本当はリビングなんて行きたく無いけど、私の部屋へ行くには、リビングにある階段を上って行くしか方法がないのだ。

ドアを開けた途端、母が駆け付けて来た。

「未来!貴方、今日塾の日じゃないの!?何で行かなかったのよ!先生から電話があったわよ!?」
母の顔はまるで、恐ろしい鬼の様だった。

確かに、今日は塾には行かなかった。
でも、1日ぐらい休んでも良いじゃないか。
いつも親の期待を裏切らない様に頑張っているのだから。

「今日、ちょっとお腹が痛くて・・・」
適当に嘘を吐いた。
「お腹が痛いって・・・。我慢すれば良いじゃない。1日塾休むってどんなに大変な事か分かってるの!?そんなんじゃ、到底Aクラスには行けないわよ!?」
母はこっ酷く私に向かって怒った。
「うん。これからちゃんと行くよ。
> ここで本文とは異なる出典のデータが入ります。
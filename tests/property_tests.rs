//! Property-based checks of the pricing and matching rules.

use chrono::{Duration, TimeZone, Utc};
use proptest::prelude::*;
use storefront_api::entities::{
    coupon::{self, DiscountType},
    gift_card,
    gift_popup_config::{self, GiftProductList},
    promo_message,
};
use storefront_api::errors::ServiceError;
use storefront_api::services::{
    coupons::{compute_discount, evaluate, normalize_code},
    gift_cards::redemption_rejection,
    free_products::bands_overlap,
    gift_popup::evaluate_offer,
    promo_messages::{matching, select},
};
use uuid::Uuid;

fn discount_type_strategy() -> impl Strategy<Value = DiscountType> {
    prop_oneof![Just(DiscountType::Percentage), Just(DiscountType::Fixed)]
}

fn band_strategy() -> impl Strategy<Value = (i64, Option<i64>)> {
    (0i64..10_000, proptest::option::of(0i64..10_000))
        .prop_map(|(min, span)| (min, span.map(|s| min + s)))
}

fn message_strategy() -> impl Strategy<Value = promo_message::Model> {
    (0i64..5_000, 0i64..5_000, 0i64..1_000).prop_map(|(min, span, age)| {
        let created = Utc.timestamp_opt(1_700_000_000, 0).single().unwrap_or_else(Utc::now)
            + Duration::seconds(age);
        promo_message::Model {
            id: Uuid::new_v4(),
            min_cart_value: min,
            max_cart_value: min + span,
            message: format!("{}-{}", min, min + span),
            created_at: created,
            updated_at: created,
        }
    })
}

fn usable_coupon(discount_type: DiscountType, amount: i64, minimum: i64) -> coupon::Model {
    let now = Utc::now();
    coupon::Model {
        id: Uuid::new_v4(),
        code: "PROP".into(),
        discount_amount: amount,
        discount_type,
        minimum_cart_value: minimum,
        max_uses: coupon::UNLIMITED_USES,
        used_count: 0,
        start_date: now - Duration::days(1),
        end_date: now + Duration::days(1),
        is_active: true,
        created_at: now,
        updated_at: now,
    }
}

fn live_card(balance: i64) -> gift_card::Model {
    let now = Utc::now();
    gift_card::Model {
        id: Uuid::new_v4(),
        code: "GC-PROP".into(),
        title: "Prop".into(),
        initial_amount: balance,
        balance,
        expiry_date: now + Duration::days(30),
        is_active: true,
        image_url: None,
        created_at: now,
        updated_at: now,
    }
}

proptest! {
    #![proptest_config(ProptestConfig::with_cases(500))]

    #[test]
    fn carts_below_minimum_are_never_valid(
        discount_type in discount_type_strategy(),
        amount in 1i64..=100,
        minimum in 1i64..100_000,
        shortfall in 1i64..100_000,
    ) {
        let coupon = usable_coupon(discount_type, amount, minimum);
        let cart = (minimum - shortfall).max(0);
        let result = evaluate(&coupon, cart, Utc::now());
        let is_threshold = matches!(result, Err(ServiceError::ThresholdNotMet { required, .. }) if required == minimum);
        prop_assert!(is_threshold);
    }

    #[test]
    fn percentage_matches_rounded_formula(percent in 1i64..=100, cart in 0i64..1_000_000) {
        let coupon = usable_coupon(DiscountType::Percentage, percent, 0);
        let quote = evaluate(&coupon, cart, Utc::now()).map_err(|e| TestCaseError::fail(e.to_string()))?;
        // Half-up rounding on non-negative integers.
        let expected = (cart * percent * 2 + 100) / 200;
        prop_assert_eq!(quote.discount_value, expected.min(cart));
    }

    #[test]
    fn redemption_above_balance_is_rejected(balance in 0i64..1_000_000, excess in 1i64..1_000) {
        let card = live_card(balance);
        let over = redemption_rejection(&card, balance + excess, Utc::now());
        prop_assert!(matches!(over, Some(ServiceError::InsufficientBalance(_))));
        prop_assert!(redemption_rejection(&card, balance, Utc::now()).is_none());
    }

    #[test]
    fn discount_is_bounded_by_cart(
        discount_type in discount_type_strategy(),
        amount in 0i64..200_000,
        cart in 0i64..1_000_000,
    ) {
        let discount = compute_discount(discount_type, amount, cart);
        prop_assert!(discount >= 0);
        prop_assert!(discount <= cart);
    }

    #[test]
    fn percentage_discount_grows_with_cart(
        percent in 1i64..=100,
        cart in 0i64..1_000_000,
        extra in 0i64..10_000,
    ) {
        let smaller = compute_discount(DiscountType::Percentage, percent, cart);
        let larger = compute_discount(DiscountType::Percentage, percent, cart + extra);
        prop_assert!(smaller <= larger);
    }

    #[test]
    fn hundred_percent_is_the_whole_cart(cart in 0i64..1_000_000) {
        prop_assert_eq!(compute_discount(DiscountType::Percentage, 100, cart), cart);
    }

    #[test]
    fn code_normalization_is_idempotent(code in "[ a-zA-Z0-9_-]{0,20}") {
        let once = normalize_code(&code);
        prop_assert_eq!(normalize_code(&once), once.clone());
        prop_assert_eq!(normalize_code(&code.to_lowercase()), once);
    }

    #[test]
    fn band_overlap_is_symmetric_and_reflexive(a in band_strategy(), b in band_strategy()) {
        prop_assert_eq!(bands_overlap(a, b), bands_overlap(b, a));
        prop_assert!(bands_overlap(a, a));
    }

    #[test]
    fn best_message_heads_the_matching_list(
        messages in proptest::collection::vec(message_strategy(), 0..12),
        cart in 0i64..10_000,
    ) {
        let ranked = matching(&messages, cart);
        let best = select(&messages, cart);
        prop_assert_eq!(ranked.first().map(|m| m.id), best.map(|m| m.id));
        prop_assert!(ranked.iter().all(|m| m.min_cart_value <= cart && cart <= m.max_cart_value));
    }

    #[test]
    fn gift_offer_never_exceeds_configured_choices(
        is_active in any::<bool>(),
        min in 0i64..10_000,
        span in proptest::option::of(1i64..10_000),
        max_selectable in 1i32..6,
        gift_count in 0usize..6,
        cart in 0i64..25_000,
    ) {
        let config = gift_popup_config::Model {
            id: gift_popup_config::SINGLETON_ID,
            title: "Gifts".into(),
            is_active,
            min_cart_value: min,
            max_cart_value: span.map(|s| min + s),
            max_selectable_gifts: max_selectable,
            gift_products: GiftProductList((0..gift_count).map(|_| Uuid::new_v4()).collect()),
            updated_at: Utc::now(),
        };

        let offer = evaluate_offer(&config, cart);
        prop_assert!(offer.max_selectable <= gift_count);
        prop_assert!(offer.max_selectable <= max_selectable as usize);
        if !offer.eligible {
            prop_assert_eq!(offer.max_selectable, 0);
            prop_assert!(offer.selectable_gifts.is_empty());
        }
        if let Some(unlock) = offer.amount_to_unlock {
            prop_assert!(!offer.eligible);
            prop_assert_eq!(cart + unlock, min);
        }
    }
}
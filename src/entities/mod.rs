pub mod coupon;
pub mod free_product;
pub mod gift_card;
pub mod gift_popup_config;
pub mod promo_message;
pub mod promo_timer;
use axum::http::Request;
use std::{cell::RefCell, fmt, future::Future};
use tower_http::{
    classify::{SharedClassifier, StatusInRangeAsFailures},
    trace::{
        DefaultOnBodyChunk, DefaultOnEos, DefaultOnFailure, DefaultOnRequest, DefaultOnResponse,
        MakeSpan, TraceLayer,
    },
};
use uuid::Uuid;

/// Request ID tracking information
#[derive(Clone, Debug)]
pub struct RequestId(pub String);

impl Default for RequestId {
    fn default() -> Self {
        RequestId(Uuid::new_v4().to_string())
    }
}

impl RequestId {
    pub fn new(value: impl Into<String>) -> Self {
        RequestId(value.into())
    }

    pub fn as_str(&self) -> &str {
        &self.0
    }
}

impl fmt::Display for RequestId {
    fn fmt(&self, f: &mut fmt::Formatter<'_>) -> fmt::Result {
        write!(f, "{}", self.0)
    }
}

tokio::task_local! {
    static CURRENT_REQUEST_ID: RefCell<Option<RequestId>>;
}

pub async fn scope_request_id<Fut, R>(request_id: RequestId, future: Fut) -> R
where
    Fut: Future<Output = R>,
{
    CURRENT_REQUEST_ID
        .scope(RefCell::new(Some(request_id)), future)
        .await
}

pub fn current_request_id() -> Option<RequestId> {
    CURRENT_REQUEST_ID
        .try_with(|cell| cell.borrow().clone())
        .ok()
        .flatten()
}

#[derive(Clone, Default)]
pub struct RequestSpanMaker;

impl<B> MakeSpan<B> for RequestSpanMaker {
    fn make_span(&mut self, request: &Request<B>) -> tracing::Span {
        let request_id = request
            .extensions()
            .get::<RequestId>()
            .cloned()
            .or_else(|| {
                request
                    .headers()
                    .get(crate::middleware_helpers::request_id::REQUEST_ID_HEADER)
                    .and_then(|v| v.to_str().ok())
                    .map(RequestId::new)
            })
            .unwrap_or_default();

        tracing::info_span!(
            "http.request",
            request_id = %request_id.as_str(),
            method = %request.method(),
            uri = %request.uri(),
        )
    }
}

pub type HttpTraceLayer = TraceLayer<
    SharedClassifier<StatusInRangeAsFailures>,
    RequestSpanMaker,
    DefaultOnRequest,
    DefaultOnResponse,
    DefaultOnBodyChunk,
    DefaultOnEos,
    DefaultOnFailure,
>;

/// Configure tracing for the application with tower-http.
/// Only 5xx responses are classified as failures; business rejections are 4xx.
pub fn configure_http_tracing() -> HttpTraceLayer {
    let classifier = SharedClassifier::new(StatusInRangeAsFailures::new(500..=599));
    TraceLayer::new(classifier)
        .make_span_with(RequestSpanMaker)
        .on_request(DefaultOnRequest::default())
        .on_response(DefaultOnResponse::default())
        .on_body_chunk(DefaultOnBodyChunk::default())
        .on_eos(DefaultOnEos::default())
        .on_failure(DefaultOnFailure::default())
}

#[cfg(test)]
mod tests {
    use super::*;

    #[tokio::test]
    async fn request_id_is_visible_inside_scope_only() {
        assert!(current_request_id().is_none());
        let seen = scope_request_id(RequestId::new("abc"), async {
            current_request_id().map(|rid| rid.0)
        })
        .await;
        assert_eq!(seen.as_deref(), Some("abc"));
        assert!(current_request_id().is_none());
    }
}
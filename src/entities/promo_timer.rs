use chrono::{DateTime, Utc};
use sea_orm::entity::prelude::*;
use serde::{Deserialize, Serialize};
use utoipa::ToSchema;
use uuid::Uuid;

#[derive(Clone, Debug, PartialEq, Eq, DeriveEntityModel, Serialize, Deserialize, ToSchema)]
#[sea_orm(table_name = "promo_timers")]
#[schema(as = PromoTimer)]
pub struct Model {
    #[sea_orm(primary_key, auto_increment = false)]
    pub id: Uuid,
    pub product_id: Uuid,
    pub end_time: DateTime<Utc>,
    pub enabled: bool,
    pub created_at: DateTime<Utc>,
    pub updated_at: DateTime<Utc>,
}

#[derive(Copy, Clone, Debug, EnumIter, DeriveRelation)]
pub enum Relation {}

impl ActiveModelBehavior for ActiveModel {}

impl Model {
    /// Whole seconds until the countdown ends, or zero once it has passed.
    pub fn remaining_seconds(&self, now: DateTime<Utc>) -> i64 {
        (self.end_time - now).num_seconds().max(0)
    }
}
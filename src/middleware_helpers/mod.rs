pub mod request_id;

pub use request_id::request_id_middleware;
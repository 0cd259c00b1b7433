use crate::{
    entities::gift_popup_config::{
        self, Entity as GiftPopupConfig, GiftProductList, Model as GiftPopupModel, SINGLETON_ID,
    },
    errors::ServiceError,
};
use chrono::Utc;
use sea_orm::{ActiveModelTrait, DatabaseConnection, EntityTrait, Set};
use serde::{Deserialize, Serialize};
use std::collections::HashSet;
use std::sync::Arc;
use tokio::sync::RwLock;
use tracing::{debug, info, instrument};
use utoipa::ToSchema;
use uuid::Uuid;

/// Free gifts a shopper may pick for a given cart.
#[derive(Debug, Clone, PartialEq, Eq, Serialize, Deserialize, ToSchema)]
pub struct GiftOffer {
    pub eligible: bool,
    pub title: String,
    pub selectable_gifts: Vec<Uuid>,
    pub max_selectable: usize,
    pub min_cart_value: i64,
    pub max_cart_value: Option<i64>,
    /// How much more the cart needs before the popup unlocks.
    pub amount_to_unlock: Option<i64>,
}

#[derive(Debug, Clone, Deserialize, ToSchema)]
pub struct UpdateGiftPopupInput {
    pub title: Option<String>,
    pub is_active: Option<bool>,
    pub min_cart_value: Option<i64>,
    /// Explicit `null` clears the upper bound.
    #[serde(default, with = "double_option")]
    #[schema(value_type = Option<i64>)]
    pub max_cart_value: Option<Option<i64>>,
    pub max_selectable_gifts: Option<i32>,
    pub gift_products: Option<Vec<Uuid>>,
}

mod double_option {
    use serde::{Deserialize, Deserializer};

    pub fn deserialize<'de, D>(deserializer: D) -> Result<Option<Option<i64>>, D::Error>
    where
        D: Deserializer<'de>,
    {
        Option::<i64>::deserialize(deserializer).map(Some)
    }
}

pub fn evaluate_offer(config: &GiftPopupModel, cart_value: i64) -> GiftOffer {
    let eligible = config.is_active
        && cart_value >= config.min_cart_value
        && config.max_cart_value.map_or(true, |max| cart_value <= max);

    let max_selectable = if eligible {
        (config.max_selectable_gifts.max(0) as usize).min(config.gift_products.len())
    } else {
        0
    };

    let amount_to_unlock = (config.is_active && cart_value < config.min_cart_value)
        .then(|| config.min_cart_value - cart_value);

    GiftOffer {
        eligible,
        title: config.title.clone(),
        selectable_gifts: if eligible {
            config.gift_products.0.clone()
        } else {
            Vec::new()
        },
        max_selectable,
        min_cart_value: config.min_cart_value,
        max_cart_value: config.max_cart_value,
        amount_to_unlock,
    }
}

pub fn check_config(config: &GiftPopupModel) -> Result<(), ServiceError> {
    if config.title.trim().is_empty() {
        return Err(ServiceError::ValidationError("title must not be empty".into()));
    }
    if config.min_cart_value < 0 {
        return Err(ServiceError::ValidationError(
            "min_cart_value must not be negative".into(),
        ));
    }
    if let Some(max) = config.max_cart_value {
        if max <= config.min_cart_value {
            return Err(ServiceError::ValidationError(
                "max_cart_value must be greater than min_cart_value".into(),
            ));
        }
    }
    if config.max_selectable_gifts < 1 {
        return Err(ServiceError::ValidationError(
            "max_selectable_gifts must be at least 1".into(),
        ));
    }
    let products = &config.gift_products;
    if !products.is_empty() && config.max_selectable_gifts as usize > products.len() {
        return Err(ServiceError::ValidationError(
            "max_selectable_gifts cannot exceed the number of gift products".into(),
        ));
    }
    let distinct: HashSet<&Uuid> = products.0.iter().collect();
    if distinct.len() != products.len() {
        return Err(ServiceError::ValidationError(
            "gift_products must not contain duplicates".into(),
        ));
    }
    Ok(())
}

/// Reads the singleton popup configuration through an in-memory cache.
#[derive(Clone)]
pub struct GiftPopupService {
    db: Arc<DatabaseConnection>,
    cache: Arc<RwLock<Option<GiftPopupModel>>>,
}

impl GiftPopupService {
    pub fn new(db: Arc<DatabaseConnection>) -> Self {
        Self {
            db,
            cache: Arc::new(RwLock::new(None)),
        }
    }

    pub async fn config(&self) -> Result<GiftPopupModel, ServiceError> {
        if let Some(cached) = self.cache.read().await.as_ref() {
            return Ok(cached.clone());
        }

        let mut slot = self.cache.write().await;
        if let Some(cached) = slot.as_ref() {
            return Ok(cached.clone());
        }

        let config = GiftPopupConfig::find_by_id(SINGLETON_ID)
            .one(&*self.db)
            .await?
            .ok_or_else(|| {
                ServiceError::InternalError("Gift popup configuration row is missing".into())
            })?;
        debug!("gift popup configuration loaded");
        *slot = Some(config.clone());
        Ok(config)
    }

    /// The configuration as shown to shoppers; hidden while the popup is switched off.
    pub async fn active_config(&self) -> Result<GiftPopupModel, ServiceError> {
        let config = self.config().await?;
        if !config.is_active {
            return Err(ServiceError::NotFound("No active gift popup".into()));
        }
        Ok(config)
    }

    #[instrument(skip(self))]
    pub async fn offer(&self, cart_value: i64) -> Result<GiftOffer, ServiceError> {
        let config = self.config().await?;
        Ok(evaluate_offer(&config, cart_value))
    }

    pub async fn invalidate(&self) {
        *self.cache.write().await = None;
    }

    #[instrument(skip(self, input))]
    pub async fn update(&self, input: UpdateGiftPopupInput) -> Result<GiftPopupModel, ServiceError> {
        let mut merged = self.config().await?;
        if let Some(title) = input.title {
            merged.title = title.trim().to_string();
        }
        if let Some(is_active) = input.is_active {
            merged.is_active = is_active;
        }
        if let Some(min) = input.min_cart_value {
            merged.min_cart_value = min;
        }
        if let Some(max) = input.max_cart_value {
            merged.max_cart_value = max;
        }
        if let Some(max_selectable) = input.max_selectable_gifts {
            merged.max_selectable_gifts = max_selectable;
        }
        if let Some(products) = input.gift_products {
            merged.gift_products = GiftProductList(products);
        }
        check_config(&merged)?;

        let active = gift_popup_config::ActiveModel {
            id: Set(SINGLETON_ID),
            title: Set(merged.title),
            is_active: Set(merged.is_active),
            min_cart_value: Set(merged.min_cart_value),
            max_cart_value: Set(merged.max_cart_value),
            max_selectable_gifts: Set(merged.max_selectable_gifts),
            gift_products: Set(merged.gift_products),
            updated_at: Set(Utc::now()),
        };
        let result = active.update(&*self.db).await;
        self.invalidate().await;
        let model = result?;

        info!(
            is_active = model.is_active,
            gifts = model.gift_products.len(),
            "gift popup configuration updated"
        );
        Ok(model)
    }
}

#[cfg(test)]
mod tests {
    use super::*;

    fn config(min: i64, max: Option<i64>, max_selectable: i32, gifts: usize) -> GiftPopupModel {
        GiftPopupModel {
            id: SINGLETON_ID,
            title: "Pick a gift".into(),
            is_active: true,
            min_cart_value: min,
            max_cart_value: max,
            max_selectable_gifts: max_selectable,
            gift_products: GiftProductList((0..gifts).map(|_| Uuid::new_v4()).collect()),
            updated_at: Utc::now(),
        }
    }

    #[test]
    fn offer_inside_band_lists_gifts() {
        let cfg = config(2_000, Some(10_000), 2, 3);
        let offer = evaluate_offer(&cfg, 2_000);
        assert!(offer.eligible);
        assert_eq!(offer.selectable_gifts.len(), 3);
        assert_eq!(offer.max_selectable, 2);
        assert_eq!(offer.amount_to_unlock, None);
    }

    #[test]
    fn offer_below_minimum_reports_shortfall() {
        let cfg = config(2_000, None, 1, 2);
        let offer = evaluate_offer(&cfg, 1_500);
        assert!(!offer.eligible);
        assert!(offer.selectable_gifts.is_empty());
        assert_eq!(offer.max_selectable, 0);
        assert_eq!(offer.amount_to_unlock, Some(500));
    }

    #[test]
    fn offer_above_maximum_is_not_eligible() {
        let cfg = config(0, Some(5_000), 1, 1);
        assert!(evaluate_offer(&cfg, 5_000).eligible);
        assert!(!evaluate_offer(&cfg, 5_001).eligible);
    }

    #[test]
    fn inactive_popup_offers_nothing() {
        let mut cfg = config(0, None, 1, 2);
        cfg.is_active = false;
        let offer = evaluate_offer(&cfg, 10_000);
        assert!(!offer.eligible);
        assert_eq!(offer.amount_to_unlock, None);
    }

    #[test]
    fn max_selectable_is_bounded_by_gift_count() {
        let mut cfg = config(0, None, 3, 3);
        cfg.gift_products.0.truncate(1);
        assert_eq!(evaluate_offer(&cfg, 1).max_selectable, 1);
    }

    #[test]
    fn config_rules() {
        assert!(check_config(&config(0, None, 2, 3)).is_ok());
        assert!(check_config(&config(0, None, 4, 3)).is_err());
        assert!(check_config(&config(500, Some(500), 1, 1)).is_err());
        assert!(check_config(&config(0, None, 0, 0)).is_err());
        assert!(check_config(&config(0, None, 5, 0)).is_ok());

        let mut dup = config(0, None, 1, 1);
        let first = dup.gift_products.0[0];
        dup.gift_products.0.push(first);
        assert!(check_config(&dup).is_err());
    }
}
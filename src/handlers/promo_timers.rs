use crate::handlers::common::{created_response, no_content_response, success_response, AppJson};
use crate::{
    errors::ServiceError,
    services::promo_timers::{ActiveTimer, CreatePromoTimerInput, UpdatePromoTimerInput},
    AppState,
};
use axum::{
    extract::{Path, State},
    response::Response,
    routing::{get, put},
    Router,
};
use chrono::Utc;
use std::sync::Arc;
use uuid::Uuid;

pub fn public_routes() -> Router<Arc<AppState>> {
    Router::new().route("/:product_id", get(timers_for_product))
}

pub fn admin_routes() -> Router<Arc<AppState>> {
    Router::new()
        .route("/", get(list_timers).post(create_timer))
        .route("/:id", put(update_timer).delete(delete_timer))
}

/// Running countdowns for a product
#[utoipa::path(
    get,
    path = "/api/promo-timers/{product_id}",
    summary = "Active promo timers",
    params(("product_id" = Uuid, Path, description = "Product id")),
    responses((status = 200, description = "Enabled, unexpired timers", body = [ActiveTimer])),
    tag = "Promo Timers"
)]
pub async fn timers_for_product(
    State(state): State<Arc<AppState>>,
    Path(product_id): Path<Uuid>,
) -> Result<Response, ServiceError> {
    let timers = state
        .services
        .promo_timers
        .active_for_product(product_id, Utc::now())
        .await?;
    Ok(success_response(timers))
}

async fn list_timers(State(state): State<Arc<AppState>>) -> Result<Response, ServiceError> {
    let timers = state.services.promo_timers.list().await?;
    Ok(success_response(timers))
}

async fn create_timer(
    State(state): State<Arc<AppState>>,
    AppJson(payload): AppJson<CreatePromoTimerInput>,
) -> Result<Response, ServiceError> {
    let timer = state.services.promo_timers.create(payload).await?;
    Ok(created_response(timer))
}

async fn update_timer(
    State(state): State<Arc<AppState>>,
    Path(id): Path<Uuid>,
    AppJson(payload): AppJson<UpdatePromoTimerInput>,
) -> Result<Response, ServiceError> {
    let timer = state.services.promo_timers.update(id, payload).await?;
    Ok(success_response(timer))
}

async fn delete_timer(
    State(state): State<Arc<AppState>>,
    Path(id): Path<Uuid>,
) -> Result<Response, ServiceError> {
    state.services.promo_timers.delete(id).await?;
    Ok(no_content_response())
}
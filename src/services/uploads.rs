use crate::errors::ServiceError;
use std::path::{Path, PathBuf};
use tracing::{info, warn};
use uuid::Uuid;

/// URL prefix under which the upload directory is served.
pub const PUBLIC_PREFIX: &str = "/uploads";

const ALLOWED_EXTENSIONS: &[&str] = &["png", "jpg", "jpeg", "webp", "gif"];

/// Writes admin-supplied images to local disk.
#[derive(Clone, Debug)]
pub struct UploadStore {
    root: PathBuf,
    max_bytes: usize,
}

impl UploadStore {
    pub fn new(root: impl Into<PathBuf>, max_bytes: usize) -> Self {
        Self {
            root: root.into(),
            max_bytes,
        }
    }

    pub fn root(&self) -> &Path {
        &self.root
    }

    pub fn max_bytes(&self) -> usize {
        self.max_bytes
    }

    /// Lowercased extension of `file_name` if it is an accepted image type.
    pub fn image_extension(file_name: &str) -> Result<String, ServiceError> {
        let ext = Path::new(file_name)
            .extension()
            .and_then(|e| e.to_str())
            .map(str::to_ascii_lowercase)
            .ok_or_else(|| ServiceError::BadRequest("Uploaded file has no extension".into()))?;

        if ALLOWED_EXTENSIONS.contains(&ext.as_str()) {
            Ok(ext)
        } else {
            Err(ServiceError::BadRequest(format!(
                "Unsupported image type '.{}'; allowed: {}",
                ext,
                ALLOWED_EXTENSIONS.join(", ")
            )))
        }
    }

    /// Stores `bytes` under `<root>/<folder>/<uuid>.<ext>` and returns its public URL.
    pub async fn save_image(
        &self,
        folder: &str,
        file_name: &str,
        bytes: &[u8],
    ) -> Result<String, ServiceError> {
        if bytes.is_empty() {
            return Err(ServiceError::BadRequest("Uploaded file is empty".into()));
        }
        if bytes.len() > self.max_bytes {
            return Err(ServiceError::BadRequest(format!(
                "Uploaded file exceeds {} bytes",
                self.max_bytes
            )));
        }
        let ext = Self::image_extension(file_name)?;

        let dir = self.root.join(folder);
        tokio::fs::create_dir_all(&dir).await?;

        let stored_name = format!("{}.{}", Uuid::new_v4(), ext);
        tokio::fs::write(dir.join(&stored_name), bytes).await?;

        let url = format!("{}/{}/{}", PUBLIC_PREFIX, folder, stored_name);
        info!(url = %url, size = bytes.len(), "image stored");
        Ok(url)
    }

    /// Removes a file previously returned by [`save_image`](Self::save_image).
    /// URLs that do not point into the upload directory are ignored.
    pub async fn remove(&self, url: &str) {
        let Some(relative) = url
            .strip_prefix(PUBLIC_PREFIX)
            .map(|rest| rest.trim_start_matches('/'))
        else {
            return;
        };
        if relative.is_empty() || relative.split('/').any(|part| part == "..") {
            return;
        }

        let path = self.root.join(relative);
        if let Err(err) = tokio::fs::remove_file(&path).await {
            if err.kind() != std::io::ErrorKind::NotFound {
                warn!(path = %path.display(), error = %err, "failed to remove replaced image");
            }
        }
    }
}

#[cfg(test)]
mod tests {
    use super::*;
    use assert_matches::assert_matches;

    #[test]
    fn only_image_extensions_are_accepted() {
        assert_eq!(UploadStore::image_extension("card.PNG").unwrap(), "png");
        assert_eq!(UploadStore::image_extension("a.b.jpeg").unwrap(), "jpeg");
        assert_matches!(
            UploadStore::image_extension("evil.svg"),
            Err(ServiceError::BadRequest(_))
        );
        assert_matches!(
            UploadStore::image_extension("noext"),
            Err(ServiceError::BadRequest(_))
        );
    }

    #[tokio::test]
    async fn saved_image_lands_under_folder_and_can_be_removed() {
        let dir = tempfile::tempdir().unwrap();
        let store = UploadStore::new(dir.path(), 1024);

        let url = store.save_image("giftcards", "card.webp", b"RIFF").await.unwrap();
        assert!(url.starts_with("/uploads/giftcards/"));
        assert!(url.ends_with(".webp"));

        let on_disk = dir.path().join(url.trim_start_matches("/uploads/"));
        assert!(on_disk.exists());

        store.remove(&url).await;
        assert!(!on_disk.exists());
    }

    #[tokio::test]
    async fn oversized_and_empty_files_are_rejected() {
        let dir = tempfile::tempdir().unwrap();
        let store = UploadStore::new(dir.path(), 4);

        assert_matches!(
            store.save_image("giftcards", "a.png", b"12345").await,
            Err(ServiceError::BadRequest(_))
        );
        assert_matches!(
            store.save_image("giftcards", "a.png", b"").await,
            Err(ServiceError::BadRequest(_))
        );
    }

    #[tokio::test]
    async fn remove_ignores_foreign_paths() {
        let dir = tempfile::tempdir().unwrap();
        let store = UploadStore::new(dir.path(), 1024);
        store.remove("https://cdn.example.com/x.png").await;
        store.remove("/uploads/../etc/passwd").await;
    }
}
」
私は適当に応える。

マジで鬱陶しい。
1日休むくらいで、本当にうるさい。
塾を休んだ事は悪いと思っている。
だけど、それってそんなに、いけない事?
私は今まで1度も塾を休んだ事無い。
今日ぐらい、許してよ。

その時、夕食を食べていた父が私の方を向いた。
「おい、未来!何だその態度は!お前がした事はどんな事か分かってるんだろうな!?」

塾を1日休んだけ。
それだけで、何故そこまで怒る?

「それに、お前を今まで育てて来た母親にあんなに適当に応えて!罰として、ここで24時まで勉強しなさい! 」
父は大声で私に怒鳴った。

今の時間は19時。
あと5時間も!?
マジで最悪だ。
私は渋々鞄から教科書、ノート、テキストなどを出した。

それからはまるで、地獄の様な時間だった。
ミスをすると父に指摘され、姿勢が悪いと母に背中を叩かれる。
夕食も食べれず、グーグーと鳴るお腹と、ヒリヒリと痛む背中。

そして、鬼の様な父と母の目が私の心を完全に折れさせようとしていた。